Lo afferma realisticamente Antonio Rotundo, consulente volontario di Angsa (Associazione nazionale genitori soggetti autistici) Lombardia, sottolineando che gli ostacoli maggiori che si incontrano sono sia di tipo formativo-organizzativo, sia di tipo culturale.

 
“Nei nostri servizi - continua Rotundo - prevale nettamente l’aspetto assistenziale, relazionale, con interventi di tipo occasionale, spesso improvvisato. Il problema vero è che non siamo stati educati né a pensare né a lavorare in modo scientificamente serio”. Eppure esistono realtà regionali dove il servizio sociale funziona in tutte le sue componenti, riuscendo a gestire diverse situazioni di disagio. Isole felici?

 
“Sì, isole felici. Ma, attenzione - avverte Rotundo - le isole felici durano sempre troppo poco e, con l’anno scolastico nuovo o col cambio improvviso di un insegnante o di un operatore, tutto precipita di nuovo nel caos. Questo dimostra come l’organizzazione sia del tutto assente e ci si affidi esclusivamente alla buona volontà di singoli”.

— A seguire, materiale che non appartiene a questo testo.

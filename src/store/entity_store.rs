//! In-memory keyed collection with change notification.

use std::collections::{HashMap, VecDeque};
use std::sync::atomic::{AtomicU64, Ordering};
use std::sync::{Arc, Mutex, MutexGuard, PoisonError, RwLock, Weak};

use thiserror::Error;

use super::traits::{Entity, EntityKind};

/// Tagged lookup failure. Callers handle it locally (e.g. abort one mutation).
#[derive(Debug, Clone, PartialEq, Eq, Error)]
#[error("{kind} entry '{id}' not found")]
pub struct NotFound {
  pub kind: EntityKind,
  pub id: String,
}

/// A committed mutation, delivered to subscribers.
#[derive(Debug, Clone, PartialEq)]
pub enum StoreChange<T> {
  Upserted(T),
  Deleted { id: String },
}

impl<T: Entity> StoreChange<T> {
  pub fn id(&self) -> &str {
    match self {
      Self::Upserted(entity) => entity.id(),
      Self::Deleted { id } => id,
    }
  }
}

/// Outcome of [`EntityStore::update`].
#[derive(Debug, Clone, PartialEq)]
pub enum Updated<T> {
  Changed(T),
  Unchanged,
}

impl<T> Updated<T> {
  pub fn is_changed(&self) -> bool {
    matches!(self, Self::Changed(_))
  }
}

/// Counts from merging a remote snapshot.
#[derive(Debug, Clone, Copy, Default, PartialEq, Eq)]
pub struct MergeCounts {
  pub inserted: usize,
  pub updated: usize,
  pub unchanged: usize,
}

type Callback<T> = Arc<dyn Fn(&StoreChange<T>) + Send + Sync>;

struct Subscriber<T> {
  id: u64,
  callback: Callback<T>,
}

type SubscriberList<T> = Mutex<Vec<Subscriber<T>>>;

/// Handle returned by [`EntityStore::subscribe`].
#[must_use = "dropping the handle keeps the subscription alive; call unsubscribe() to detach"]
pub struct Unsubscribe<T> {
  id: u64,
  subscribers: Weak<SubscriberList<T>>,
}

impl<T> Unsubscribe<T> {
  /// Detach the subscriber. Returns false if it was already gone.
  pub fn unsubscribe(self) -> bool {
    let Some(subscribers) = self.subscribers.upgrade() else {
      return false;
    };
    let mut list = lock(&subscribers);
    let before = list.len();
    list.retain(|s| s.id != self.id);
    list.len() != before
  }
}

fn lock<G>(mutex: &Mutex<G>) -> MutexGuard<'_, G> {
  mutex.lock().unwrap_or_else(PoisonError::into_inner)
}

/// Committed changes waiting for delivery, in commit order.
struct Outbox<T> {
  queue: VecDeque<StoreChange<T>>,
  draining: bool,
}

/// Clears the draining flag if a subscriber panics mid-delivery.
struct DrainGuard<'a, T>(&'a Mutex<Outbox<T>>);

impl<T> Drop for DrainGuard<'_, T> {
  fn drop(&mut self) {
    if std::thread::panicking() {
      lock(self.0).draining = false;
    }
  }
}

/// Keyed collection for one entity kind.
///
/// Writes are serialized through a single writer gate and are last-write-wins.
/// Each committed change is queued while the gate is held and delivered after
/// it is released, so subscribers observe the new state, may read the store,
/// and may write back to it. Delivery follows commit order; a change made from
/// inside a subscriber is delivered once the current change has reached every
/// subscriber.
pub struct EntityStore<T: Entity> {
  entities: RwLock<HashMap<String, T>>,
  write_gate: Mutex<()>,
  outbox: Mutex<Outbox<T>>,
  subscribers: Arc<SubscriberList<T>>,
  next_subscriber: AtomicU64,
}

impl<T: Entity> Default for EntityStore<T> {
  fn default() -> Self {
    Self::new()
  }
}

impl<T: Entity> EntityStore<T> {
  pub fn new() -> Self {
    Self {
      entities: RwLock::new(HashMap::new()),
      write_gate: Mutex::new(()),
      outbox: Mutex::new(Outbox {
        queue: VecDeque::new(),
        draining: false,
      }),
      subscribers: Arc::new(Mutex::new(Vec::new())),
      next_subscriber: AtomicU64::new(1),
    }
  }

  /// Create a store pre-populated with `items` (no notifications).
  pub fn with_entities(items: impl IntoIterator<Item = T>) -> Self {
    let store = Self::new();
    {
      let mut map = store.entities.write().unwrap_or_else(PoisonError::into_inner);
      for item in items {
        map.insert(item.id().to_string(), item);
      }
    }
    store
  }

  fn not_found(id: &str) -> NotFound {
    NotFound {
      kind: T::kind(),
      id: id.to_string(),
    }
  }

  /// Snapshot of every entity, ordered by id.
  pub fn get_all(&self) -> Vec<T> {
    let map = self.entities.read().unwrap_or_else(PoisonError::into_inner);
    let mut all: Vec<T> = map.values().cloned().collect();
    all.sort_by(|a, b| a.id().cmp(b.id()));
    all
  }

  pub fn get(&self, id: &str) -> Result<T, NotFound> {
    let map = self.entities.read().unwrap_or_else(PoisonError::into_inner);
    map.get(id).cloned().ok_or_else(|| Self::not_found(id))
  }

  /// First entity matching `predicate`.
  pub fn find(&self, predicate: impl Fn(&T) -> bool) -> Option<T> {
    let map = self.entities.read().unwrap_or_else(PoisonError::into_inner);
    map.values().find(|e| predicate(e)).cloned()
  }

  pub fn len(&self) -> usize {
    self.entities.read().unwrap_or_else(PoisonError::into_inner).len()
  }

  pub fn is_empty(&self) -> bool {
    self.len() == 0
  }

  /// Insert or replace the entity under its id and notify every subscriber once.
  pub fn upsert(&self, entity: T) -> T {
    {
      let _gate = lock(&self.write_gate);
      self.commit(entity.clone());
      self.enqueue(StoreChange::Upserted(entity.clone()));
    }
    self.flush();
    entity
  }

  /// Remove an entity, returning the removed value.
  pub fn delete(&self, id: &str) -> Result<T, NotFound> {
    let removed = {
      let _gate = lock(&self.write_gate);
      let removed = self
        .entities
        .write()
        .unwrap_or_else(PoisonError::into_inner)
        .remove(id)
        .ok_or_else(|| Self::not_found(id))?;
      self.enqueue(StoreChange::Deleted { id: id.to_string() });
      removed
    };
    self.flush();
    Ok(removed)
  }

  /// Read-modify-write against the current value.
  ///
  /// `f` returns None to leave the entity untouched, in which case no
  /// notification fires. Returning a value equal to the current one is
  /// also treated as unchanged.
  pub fn update<F>(&self, id: &str, f: F) -> Result<Updated<T>, NotFound>
  where
    F: FnOnce(&T) -> Option<T>,
  {
    let outcome = {
      let _gate = lock(&self.write_gate);
      let current = self.get(id)?;
      match f(&current) {
        Some(next) if next != current => {
          self.commit(next.clone());
          self.enqueue(StoreChange::Upserted(next.clone()));
          Updated::Changed(next)
        }
        _ => Updated::Unchanged,
      }
    };
    self.flush();
    Ok(outcome)
  }

  /// Replace the whole collection with `items`.
  ///
  /// Every incoming entity is reported as upserted; ids that disappear are
  /// reported as deleted.
  pub fn replace_all(&self, items: impl IntoIterator<Item = T>) -> usize {
    let count = self.replace_all_queued(items);
    self.flush();
    count
  }

  fn replace_all_queued(&self, items: impl IntoIterator<Item = T>) -> usize {
    let _gate = lock(&self.write_gate);
    let incoming: HashMap<String, T> = items
      .into_iter()
      .map(|item| (item.id().to_string(), item))
      .collect();
    let previous = std::mem::replace(
      &mut *self.entities.write().unwrap_or_else(PoisonError::into_inner),
      incoming.clone(),
    );

    let mut removed: Vec<&String> = previous.keys().filter(|id| !incoming.contains_key(*id)).collect();
    removed.sort();
    for id in removed {
      self.enqueue(StoreChange::Deleted { id: id.clone() });
    }
    let mut upserted: Vec<T> = incoming.into_values().collect();
    upserted.sort_by(|a, b| a.id().cmp(b.id()));
    let count = upserted.len();
    for entity in upserted {
      self.enqueue(StoreChange::Upserted(entity));
    }
    count
  }

  /// Merge a remote snapshot, last-write-wins by [`Entity::observed_at`].
  ///
  /// The remote copy wins ties and wins whenever either side lacks a
  /// timestamp. Entities only present locally are kept.
  pub fn merge_remote(&self, remote: Vec<T>) -> MergeCounts {
    let mut counts = MergeCounts::default();
    for incoming in remote {
      let _gate = lock(&self.write_gate);
      let next = match self.get(incoming.id()) {
        Err(_) => {
          counts.inserted += 1;
          incoming
        }
        Ok(current) => {
          let remote_is_newer = match (current.observed_at(), incoming.observed_at()) {
            (Some(local), Some(remote)) => remote >= local,
            _ => true,
          };
          let merged = current.merge_remote(incoming);
          if !remote_is_newer || merged == current {
            counts.unchanged += 1;
            continue;
          }
          counts.updated += 1;
          merged
        }
      };
      self.commit(next.clone());
      self.enqueue(StoreChange::Upserted(next));
    }
    self.flush();
    counts
  }

  /// Attach a change listener.
  pub fn subscribe<F>(&self, callback: F) -> Unsubscribe<T>
  where
    F: Fn(&StoreChange<T>) + Send + Sync + 'static,
  {
    let id = self.next_subscriber.fetch_add(1, Ordering::Relaxed);
    lock(&self.subscribers).push(Subscriber {
      id,
      callback: Arc::new(callback),
    });
    Unsubscribe {
      id,
      subscribers: Arc::downgrade(&self.subscribers),
    }
  }

  pub fn subscriber_count(&self) -> usize {
    lock(&self.subscribers).len()
  }

  fn commit(&self, entity: T) {
    self
      .entities
      .write()
      .unwrap_or_else(PoisonError::into_inner)
      .insert(entity.id().to_string(), entity);
  }

  fn enqueue(&self, change: StoreChange<T>) {
    lock(&self.outbox).queue.push_back(change);
  }

  /// Deliver queued changes unless another caller is already doing so, in
  /// which case that caller delivers ours too.
  fn flush(&self) {
    {
      let mut outbox = lock(&self.outbox);
      if outbox.draining {
        return;
      }
      outbox.draining = true;
    }
    let _guard = DrainGuard(&self.outbox);
    loop {
      let next = {
        let mut outbox = lock(&self.outbox);
        match outbox.queue.pop_front() {
          Some(change) => change,
          None => {
            outbox.draining = false;
            return;
          }
        }
      };
      self.notify(&next);
    }
  }

  fn notify(&self, change: &StoreChange<T>) {
    // Snapshot so callbacks can (un)subscribe without deadlocking
    let callbacks: Vec<Callback<T>> = lock(&self.subscribers)
      .iter()
      .map(|s| Arc::clone(&s.callback))
      .collect();
    for callback in callbacks {
      callback(change);
    }
  }
}
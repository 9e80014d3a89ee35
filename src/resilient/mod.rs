//! Remote-first operations that degrade to local heuristics instead of failing.

pub mod analysis;
mod client;
pub mod fallback;

pub use analysis::AnalysisClient;
pub use client::{CallOptions, FallbackResult, Provenance, ResilientClient};
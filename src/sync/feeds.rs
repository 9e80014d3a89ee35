//! Threat-intelligence feed sources.

use async_trait::async_trait;
use rand::seq::SliceRandom;
use rand::Rng;
use serde_json::{json, Value};
use std::time::Duration;
use thiserror::Error;

use crate::model::Feed;

#[derive(Debug, Error)]
pub enum FeedError {
  #[error("feed {feed} unreachable: {reason}")]
  Unreachable { feed: String, reason: String },
  #[error("poll of feed {feed} timed out after {after_ms}ms")]
  Timeout { feed: String, after_ms: u64 },
}

/// Produces raw indicator records for a feed.
#[async_trait]
pub trait FeedSource: Send + Sync {
  /// Up to `batch_size` raw records from `feed`.
  async fn poll(&self, feed: &Feed, batch_size: usize) -> Result<Vec<Value>, FeedError>;
}

/// Poll `feed`, failing with [`FeedError::Timeout`] after `limit`.
pub async fn poll_with_timeout(
  source: &dyn FeedSource,
  feed: &Feed,
  batch_size: usize,
  limit: Duration,
) -> Result<Vec<Value>, FeedError> {
  tokio::time::timeout(limit, source.poll(feed, batch_size))
    .await
    .unwrap_or_else(|_| {
      Err(FeedError::Timeout {
        feed: feed.id.clone(),
        after_ms: limit.as_millis() as u64,
      })
    })
}

/// A source with nothing to report.
#[derive(Debug, Clone, Copy, Default)]
pub struct QuietFeeds;

#[async_trait]
impl FeedSource for QuietFeeds {
  async fn poll(&self, _feed: &Feed, _batch_size: usize) -> Result<Vec<Value>, FeedError> {
    Ok(Vec::new())
  }
}

const DOMAINS: &[&str] = &[
  "login-verify.example",
  "cdn-update.example",
  "invoice-portal.example",
  "auth-reset.example",
  "mail-sync.example",
];
const TAGS: &[&str] = &["botnet", "phishing", "c2", "scanner", "malspam"];
const SEVERITIES: &[&str] = &["low", "medium", "high", "critical"];

/// Random indicator stream for demos and soak runs.
///
/// Indicators come from a small pool, so re-observations (and therefore
/// deduplication merges) are common. A small share of records carries no
/// indicator at all.
#[derive(Debug, Clone)]
pub struct SimulatedFeeds {
  failure_rate: f64,
}

impl Default for SimulatedFeeds {
  fn default() -> Self {
    Self { failure_rate: 0.1 }
  }
}

impl SimulatedFeeds {
  pub fn new(failure_rate: f64) -> Self {
    Self {
      failure_rate: failure_rate.clamp(0.0, 1.0),
    }
  }

  fn generate(&self, feed: &Feed, batch_size: usize) -> Result<Vec<Value>, FeedError> {
    let mut rng = rand::thread_rng();
    if rng.gen_bool(self.failure_rate) {
      return Err(FeedError::Unreachable {
        feed: feed.id.clone(),
        reason: "connection reset by peer".to_string(),
      });
    }

    let count = rng.gen_range(0..=batch_size);
    Ok((0..count).map(|_| random_record(&mut rng)).collect())
  }
}

fn random_record(rng: &mut impl Rng) -> Value {
  if rng.gen_ratio(1, 20) {
    return json!({ "type": "ip", "severity": "high" });
  }

  let (indicator, kind) = match rng.gen_range(0..3) {
    0 => (format!("198.51.100.{}", rng.gen_range(1..32)), "ip"),
    1 => (DOMAINS.choose(rng).copied().unwrap_or("unknown.example").to_string(), "domain"),
    _ => (format!("{:064x}", rng.gen_range(0u64..16)), "hash"),
  };
  json!({
    "indicator": indicator,
    "type": kind,
    "severity": SEVERITIES.choose(rng).copied().unwrap_or("medium"),
    "confidence": rng.gen_range(30..=90),
    "tags": TAGS.choose(rng).map(|t| vec![*t]).unwrap_or_default(),
  })
}

#[async_trait]
impl FeedSource for SimulatedFeeds {
  async fn poll(&self, feed: &Feed, batch_size: usize) -> Result<Vec<Value>, FeedError> {
    self.generate(feed, batch_size)
  }
}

“Ritengo - conclude l’esperto - che il cambiamento debba partire dal basso, cominciando proprio dalle famiglie e dagli operatori, i quali devono prendere coscienza finalmente che non si può più lavorare improvvisando o tirando a campare. È tempo, inoltre, di abbandonare la vecchia definizione di servizio. Finchè le persone disabili vengono servite, non si può sostenere che vengano educate a crescere e a diventare adulte. Nel caso delle persone autistiche, è di vitale importanza tenere conto del loro reale livello di sviluppo per valorizzarne le potenzialità e le abilità quando realmente ci sono”.

 
Ma Rotundo sottolinea anche la necessità da parte delle istituzioni, e delle Regioni in particolare, di prendersi in carico la persona autistica, seguendo un percorso che parta dall’inserimento scolastico e prosegua verso la più adeguata collocazione sociale nell’età adulta.

 

 

 

Che cos'è il Teacch

 

Teacch è un’organizzazione di servizi su base statale, creata nello Stato americano della Carolina del Nord, all’interno dell’Università, da Eric Schopler e dai suoi collaboratori circa 30 anni fa. Offre servizi alle persone con autismo e alle loro famiglie, formazione e consulenza nelle scuole. I servizi Teacch continuano poi anche per le età successive, rispondendo anche a necessità di abitazione e lavoro per persone autistiche adulte. Dunque, Teacch non è un metodo, né un tipo di trattamento per bambini, ma un servizio integrato di interventi.
I modi e gli strumenti metodologici si modificano in base all’esperienza e alle idee dei genitori e degli operatori. Un programma Teacch ben congegnato si svolgerà in tutti gli ambiti significativi di vita del bambino, casa, scuola, ambulatorio; sarà composto all’80 per cento di compiti valutati al test come “riusciti”, cioè già presenti nel repertorio dei bambini, dei quali si promuove l’uso indipendente, al 20 per cento di insegnamento di nuove abilità che risultano “emergenti”. Compiti semplici, necessari, utili nelle aree fondamentali dell’autonomia, della comunicazione, del lavoro, del tempo libero.

 
Lo spazio fisico deve essere progettato per aiutare il bambino a capire dove si svolgono determinate attività: uno schema della giornata va definito e comunicato adeguatamente al bambino con mezzi adatti alla sua comprensione. Questi mezzi sono spesso visivi, come sequenze di fotografie o disegni, spesso visivo-tattili, come sequenze di oggetti, a volte parole scritte o agende.

 
Questa metodologia permette di gestire i cosiddetti “comportamenti-problema”, che disturbano e preoccupano le persone intorno a lui. Buona parte di questi problemi nascono dalla confusione che l’ambiente presenta per il bambino autistico, ma sono ridotti quando il bambino incontra un ambiente organizzato secondo i principi dell’educazione strutturata.